INSTRUCTIONS FOR THE TASK: Counting only lines of the listing below that hold the word "axis", give the total and nothing else.

SUPPLIED DATA:
* * * *
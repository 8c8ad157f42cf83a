//! Named signal channels aligned to a shared time axis.
//!
//! A [`SignalRecord`] is the interchange type between the engine's
//! collaborators: disturbance records, forecasts, control plans and
//! simulation inputs/segments all travel as one. Every channel is checked
//! against the record's time axis on insertion, so a record that exists is
//! a record whose arrays line up.

use std::collections::BTreeMap;

use serde::{Deserialize, Serialize};

use crate::error::{CoreError, CoreResult};
use crate::numeric::{Real, strictly_increasing};

/// A single named signal: one value per time point (`Series`) or one row of
/// values per time point (`Matrix`, rectangular).
#[derive(Debug, Clone, PartialEq, Serialize, Deserialize)]
#[serde(untagged)]
pub enum Channel {
    Series(Vec<Real>),
    Matrix(Vec<Vec<Real>>),
}

impl Channel {
    /// Number of time points covered by this channel.
    pub fn len(&self) -> usize {
        match self {
            Channel::Series(v) => v.len(),
            Channel::Matrix(rows) => rows.len(),
        }
    }

    pub fn is_empty(&self) -> bool {
        self.len() == 0
    }

    /// Column count for a matrix channel, `None` for a series.
    pub fn width(&self) -> Option<usize> {
        match self {
            Channel::Series(_) => None,
            Channel::Matrix(rows) => Some(rows.first().map_or(0, Vec::len)),
        }
    }

    pub fn as_series(&self) -> Option<&[Real]> {
        match self {
            Channel::Series(v) => Some(v),
            Channel::Matrix(_) => None,
        }
    }

    pub fn as_matrix(&self) -> Option<&[Vec<Real>]> {
        match self {
            Channel::Series(_) => None,
            Channel::Matrix(rows) => Some(rows),
        }
    }
}

impl From<Vec<Real>> for Channel {
    fn from(values: Vec<Real>) -> Self {
        Channel::Series(values)
    }
}

impl From<Vec<Vec<Real>>> for Channel {
    fn from(rows: Vec<Vec<Real>>) -> Self {
        Channel::Matrix(rows)
    }
}

/// Named signals over one strictly increasing time axis.
#[derive(Debug, Clone, PartialEq, Serialize, Deserialize)]
pub struct SignalRecord {
    time: Vec<Real>,
    channels: BTreeMap<String, Channel>,
}

impl SignalRecord {
    /// Create a record with the given time axis and no channels yet.
    ///
    /// Fails if the axis is empty or not strictly increasing.
    pub fn new(time: Vec<Real>) -> CoreResult<Self> {
        if time.is_empty() {
            return Err(CoreError::InvalidArg {
                what: "time axis must not be empty",
            });
        }
        if let Err(index) = strictly_increasing(&time) {
            return Err(CoreError::TimeNotIncreasing { index });
        }
        Ok(Self {
            time,
            channels: BTreeMap::new(),
        })
    }

    /// Insert a channel, checking it covers exactly the time axis.
    pub fn insert(&mut self, key: impl Into<String>, channel: impl Into<Channel>) -> CoreResult<()> {
        let key = key.into();
        let channel = channel.into();
        if channel.len() != self.time.len() {
            return Err(CoreError::LengthMismatch {
                key,
                expected: self.time.len(),
                actual: channel.len(),
            });
        }
        if let Channel::Matrix(rows) = &channel {
            let expected = rows.first().map_or(0, Vec::len);
            for (row, values) in rows.iter().enumerate() {
                if values.len() != expected {
                    return Err(CoreError::RaggedMatrix {
                        key,
                        row,
                        expected,
                        actual: values.len(),
                    });
                }
            }
        }
        self.channels.insert(key, channel);
        Ok(())
    }

    /// Builder-style [`insert`](Self::insert).
    pub fn with(mut self, key: impl Into<String>, channel: impl Into<Channel>) -> CoreResult<Self> {
        self.insert(key, channel)?;
        Ok(self)
    }

    pub fn time(&self) -> &[Real] {
        &self.time
    }

    pub fn first_time(&self) -> Real {
        self.time[0]
    }

    pub fn last_time(&self) -> Real {
        self.time[self.time.len() - 1]
    }

    /// Number of time points.
    pub fn len(&self) -> usize {
        self.time.len()
    }

    pub fn is_empty(&self) -> bool {
        self.time.is_empty()
    }

    pub fn contains_key(&self, key: &str) -> bool {
        self.channels.contains_key(key)
    }

    pub fn channel(&self, key: &str) -> Option<&Channel> {
        self.channels.get(key)
    }

    /// Series view of a channel, `None` if absent or a matrix.
    pub fn series(&self, key: &str) -> Option<&[Real]> {
        self.channels.get(key).and_then(Channel::as_series)
    }

    /// Channel names, time excluded, in sorted order.
    pub fn keys(&self) -> impl Iterator<Item = &str> {
        self.channels.keys().map(String::as_str)
    }

    pub fn iter(&self) -> impl Iterator<Item = (&str, &Channel)> {
        self.channels.iter().map(|(k, v)| (k.as_str(), v))
    }
}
* * * *
ANSWER TO THIS EXERCISE: 7